◆ **AIM OF THE TASK**: Quote the entries below from the line with "lower stealing bit." through the line with "debug_assert_eq!(ts.len(), 26);", both ends included, and only those lines.

◆ **DATA TO USE**:
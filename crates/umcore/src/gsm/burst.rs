// SPDX-License-Identifier: Apache-2.0 OR MIT
// Copyright (c) 2025-2026 naskel.com

//! Radio bursts.
//!
//! A normal burst: 3 tail bits, 57 data, the lower stealing flag, 26
//! training bits, the upper stealing flag, 57 data, 3 tail bits (plus the
//! 8.25-bit guard the transceiver owns).

use super::bits::{BitVec, SoftVec};
use super::time::GsmTime;
use crate::config::{HL_INDEX, HU_INDEX, SLOT_LEN, TRAINING_OFFSET};
use std::fmt;

/// One downlink timeslot of hard channel bits.
#[derive(Clone)]
pub struct TxBurst {
    bits: BitVec,
    time: GsmTime,
}

impl TxBurst {
    /// An empty burst with zeroed tails.
    pub fn new(time: GsmTime) -> Self {
        TxBurst {
            bits: BitVec::zeroed(SLOT_LEN),
            time,
        }
    }

    /// Wrap an existing 148-bit pattern.
    pub fn from_bits(bits: BitVec, time: GsmTime) -> Self {
        debug_assert_eq!(bits.len(), SLOT_LEN);
        TxBurst { bits, time }
    }

    pub fn time(&self) -> GsmTime {
        self.time
    }

    pub fn set_time(&mut self, time: GsmTime) {
        self.time = time;
    }

    pub fn bits(&self) -> &BitVec {
        &self.bits
    }

    pub fn bits_mut(&mut self) -> &mut BitVec {
        &mut self.bits
    }

    /// Set the upper stealing bit.
    pub fn set_hu(&mut self, v: bool) {
        self.bits.set_bit(HU_INDEX, u8::from(v));
    }

    /// Set the lower stealing bit.
    pub fn set_hl(&mut self, v: bool) {
        self.bits.set_bit(HL_INDEX, u8::from(v));
    }

    /// Write the training sequence at its normal-burst position.
    pub fn set_training(&mut self, ts: &BitVec) {
        debug_assert_eq!(ts.len(), 26);
        self.bits.copy_from(TRAINING_OFFSET, ts.as_slice());
    }

    /// Write the two 57-bit data fields.
    pub fn set_data(&mut self, data1: &[u8], data2: &[u8]) {
        debug_assert_eq!(data1.len(), 57);
        debug_assert_eq!(data2.len(), 57);
        self.bits.copy_from(3, data1);
        self.bits.copy_from(88, data2);
    }
}

impl fmt::Debug for TxBurst {
    fn fmt(&self, f: &mut fmt::Formatter<'_>) -> fmt::Result {
        write!(f, "TxBurst time={} data=({:?})", self.time, self.bits)
    }
}

/// One uplink timeslot of soft channel bits with its measurements.
#[derive(Clone)]
pub struct RxBurst {
    soft: SoftVec,
    time: GsmTime,
    /// dB below full scale.
    rssi: f32,
    /// Symbol periods, negative means early.
    timing_error: f32,
    /// Demodulator SNR estimate, linear.
    snr: f32,
}

impl RxBurst {
    pub fn new(soft: SoftVec, time: GsmTime, rssi: f32, timing_error: f32, snr: f32) -> Self {
        debug_assert_eq!(soft.len(), SLOT_LEN);
        RxBurst {
            soft,
            time,
            rssi,
            timing_error,
            snr,
        }
    }

    /// A full-confidence copy of a TxBurst, for loopback tests.
    pub fn from_tx(tx: &TxBurst, rssi: f32, timing_error: f32) -> Self {
        RxBurst {
            soft: SoftVec::from_bits(tx.bits().as_slice()),
            time: tx.time(),
            rssi,
            timing_error,
            snr: 10.0,
        }
    }

    pub fn time(&self) -> GsmTime {
        self.time
    }

    pub fn rssi(&self) -> f32 {
        self.rssi
    }

    pub fn timing_error(&self) -> f32 {
        self.timing_error
    }

    pub fn snr(&self) -> f32 {
        self.snr
    }

    pub fn soft(&self) -> &SoftVec {
        &self.soft
    }

    /// First 57-bit data field.
    pub fn data1(&self) -> &[f32] {
        self.soft.segment(3, 57)
    }

    /// Second 57-bit data field.
    pub fn data2(&self) -> &[f32] {
        self.soft.segment(88, 57)
    }

    /// Upper stealing bit, hard-sliced.
    pub fn hu(&self) -> bool {
        self.soft.val(HU_INDEX) > 0.5
    }

    /// Lower stealing bit, hard-sliced.
    pub fn hl(&self) -> bool {
        self.soft.val(HL_INDEX) > 0.5
    }

    /// An access-burst segment (RACH and handover access decode from
    /// offset 49, 36 coded bits).
    pub fn access_segment(&self) -> &[f32] {
        self.soft.segment(49, 36)
    }
}

impl fmt::Debug for RxBurst {
    fn fmt(&self, f: &mut fmt::Formatter<'_>) -> fmt::Result {
        write!(
            f,
            "RxBurst time={} RSSI={} timing={}",
            self.time, self.rssi, self.timing_error
        )
    }
}
// SPDX-License-Identifier: Apache-2.0 OR MIT
// Copyright (c) 2025-2026 naskel.com

//! GSM 06.10 full-rate speech frame layout and the subjective-importance
//! bit ordering used by the channel coder (GSM 05.03 table 2).
//!
//! Frame layout (GSM 06.10 1.7): 36 header bits — eight log-area-ratio
//! coefficients of 6,6,5,5,4,4,3,3 bits — then four 56-bit sub-frames of
//! LTP lag (7), LTP gain (2), RPE grid position (2), block amplitude Xmax
//! (6) and thirteen 3-bit RPE pulses. 260 bits total.

use crate::gsm::bits::BitVec;

/// Decoded payload size of a full-rate speech frame.
pub const FR_FRAME_BITS: usize = 260;

const HEADER_BITS: usize = 36;
const SUBFRAME_BITS: usize = 56;

/// (start, length) of the eight LAR coefficients within the frame.
const LAR_POSITIONS: [(usize, usize); 8] = [
    (0, 6),
    (6, 6),
    (12, 5),
    (17, 5),
    (22, 4),
    (26, 4),
    (30, 3),
    (33, 3),
];

/// The d-to-payload permutation: bit k of the coder's importance-ordered
/// `d` vector lives at payload position `order[k]`.
///
/// Built by scanning the frame parameters bit-plane by bit-plane from the
/// most significant downward, so the coder's class-1 region holds the
/// perceptually dominant bits of every parameter.
pub fn fr_bit_order() -> Vec<usize> {
    // Parameter list in frame order: (start, len).
    let mut params: Vec<(usize, usize)> = LAR_POSITIONS.to_vec();
    for f in 0..4 {
        let base = HEADER_BITS + f * SUBFRAME_BITS;
        params.push((base, 7)); // LTP lag
        params.push((base + 7, 2)); // LTP gain
        params.push((base + 9, 2)); // RPE grid
        params.push((base + 11, 6)); // Xmax
        for p in 0..13 {
            params.push((base + 17 + 3 * p, 3)); // RPE pulses
        }
    }
    let mut order = Vec::with_capacity(FR_FRAME_BITS);
    for level in (0..7).rev() {
        for &(start, len) in &params {
            if len > level {
                order.push(start + (len - 1 - level));
            }
        }
    }
    debug_assert_eq!(order.len(), FR_FRAME_BITS);
    order
}

/// Accessor view over a 260-bit full-rate speech frame.
pub struct FrFrame<'a> {
    pub bits: &'a mut BitVec,
}

impl<'a> FrFrame<'a> {
    pub fn new(bits: &'a mut BitVec) -> Self {
        debug_assert_eq!(bits.len(), FR_FRAME_BITS);
        FrFrame { bits }
    }

    pub fn set_lar(&mut self, n: usize, value: u64) {
        let (start, len) = LAR_POSITIONS[n - 1];
        self.bits.fill_field(start, value, len);
    }

    pub fn set_ltp_lag(&mut self, sub: usize, value: u64) {
        self.bits
            .fill_field(HEADER_BITS + SUBFRAME_BITS * sub, value, 7);
    }

    pub fn set_ltp_gain(&mut self, sub: usize, value: u64) {
        self.bits
            .fill_field(HEADER_BITS + SUBFRAME_BITS * sub + 7, value, 2);
    }

    pub fn set_rpe_grid(&mut self, sub: usize, value: u64) {
        self.bits
            .fill_field(HEADER_BITS + SUBFRAME_BITS * sub + 9, value, 2);
    }

    pub fn block_amplitude(&self, sub: usize) -> i64 {
        self.bits
            .peek_field(HEADER_BITS + SUBFRAME_BITS * sub + 11, 6) as i64
    }

    pub fn set_block_amplitude(&mut self, sub: usize, value: u64) {
        self.bits
            .fill_field(HEADER_BITS + SUBFRAME_BITS * sub + 11, value, 6);
    }

    pub fn set_rpe_pulse(&mut self, sub: usize, pulse: usize, value: u64) {
        debug_assert!((1..=13).contains(&pulse));
        self.bits.fill_field(
            HEADER_BITS + SUBFRAME_BITS * sub + 17 + 3 * (pulse - 1),
            value,
            3,
        );
    }
}

/// Overwrite `frame` with the canonical comfort silence frame of
/// GSM 06.11 section 6, table 1.
pub fn write_silence_frame(frame: &mut BitVec) {
    let mut sf = FrFrame::new(frame);
    sf.set_lar(1, 42);
    sf.set_lar(2, 39);
    sf.set_lar(3, 21);
    sf.set_lar(4, 10);
    sf.set_lar(5, 9);
    sf.set_lar(6, 4);
    sf.set_lar(7, 3);
    sf.set_lar(8, 2);
    const PULSES: [u64; 13] = [3, 4, 3, 4, 4, 3, 3, 3, 4, 4, 4, 3, 3];
    for f in 0..4 {
        sf.set_ltp_gain(f, 0);
        sf.set_ltp_lag(f, 40);
        sf.set_rpe_grid(f, 1);
        sf.set_block_amplitude(f, 0);
        for (p, &v) in PULSES.iter().enumerate() {
            sf.set_rpe_pulse(f, p + 1, v);
        }
    }
}

/// SID (silence descriptor) detection per GSM 06.12 5.2: a SID frame has
/// zeros in a fixed subset of the RPE pulse bits.
///
/// Detection is currently not consulted by the bad-frame path; DTX is not
/// advertised on the beacon.
pub fn is_sid_frame(frame: &BitVec) -> bool {
    // Two of the three bits of each RPE pulse are considered in the first
    // three sub-frames; in the fourth, bit one only for the first four
    // pulses.
    for f in 0..4 {
        let base = HEADER_BITS + SUBFRAME_BITS * f + 17;
        for p in 0..13 {
            let full = f < 3 || p < 4;
            if frame.bit(base + 3 * p) != 0 {
                return false;
            }
            if full && frame.bit(base + 3 * p + 1) != 0 {
                return false;
            }
        }
    }
    true
}

#[cfg(test)]
mod tests {
    use super::*;

    #[test]
    fn test_bit_order_is_permutation() {
        let order = fr_bit_order();
        assert_eq!(order.len(), FR_FRAME_BITS);
        let mut seen = vec![false; FR_FRAME_BITS];
        for &p in &order {
            assert!(p < FR_FRAME_BITS);
            assert!(!seen[p], "position {p} repeated");
            seen[p] = true;
        }
        assert!(seen.iter().all(|&s| s));
    }

    #[test]
    fn test_silence_frame_is_sid_shaped() {
        let mut frame = BitVec::zeroed(FR_FRAME_BITS);
        write_silence_frame(&mut frame);
        let f = FrFrame::new(&mut frame);
        assert_eq!(f.block_amplitude(0), 0);
        assert_eq!(f.block_amplitude(3), 0);
    }

    #[test]
    fn test_sid_detection() {
        let frame = BitVec::zeroed(FR_FRAME_BITS);
        assert!(is_sid_frame(&frame));
        let mut noisy = BitVec::zeroed(FR_FRAME_BITS);
        noisy.set_bit(HEADER_BITS + 17, 1);
        assert!(!is_sid_frame(&noisy));
    }
}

◆ **RESULT**:
    /// Set the lower stealing bit.
    pub fn set_hl(&mut self, v: bool) {
        self.bits.set_bit(HL_INDEX, u8::from(v));
    }

    /// Write the training sequence at its normal-burst position.
    pub fn set_training(&mut self, ts: &BitVec) {
        debug_assert_eq!(ts.len(), 26);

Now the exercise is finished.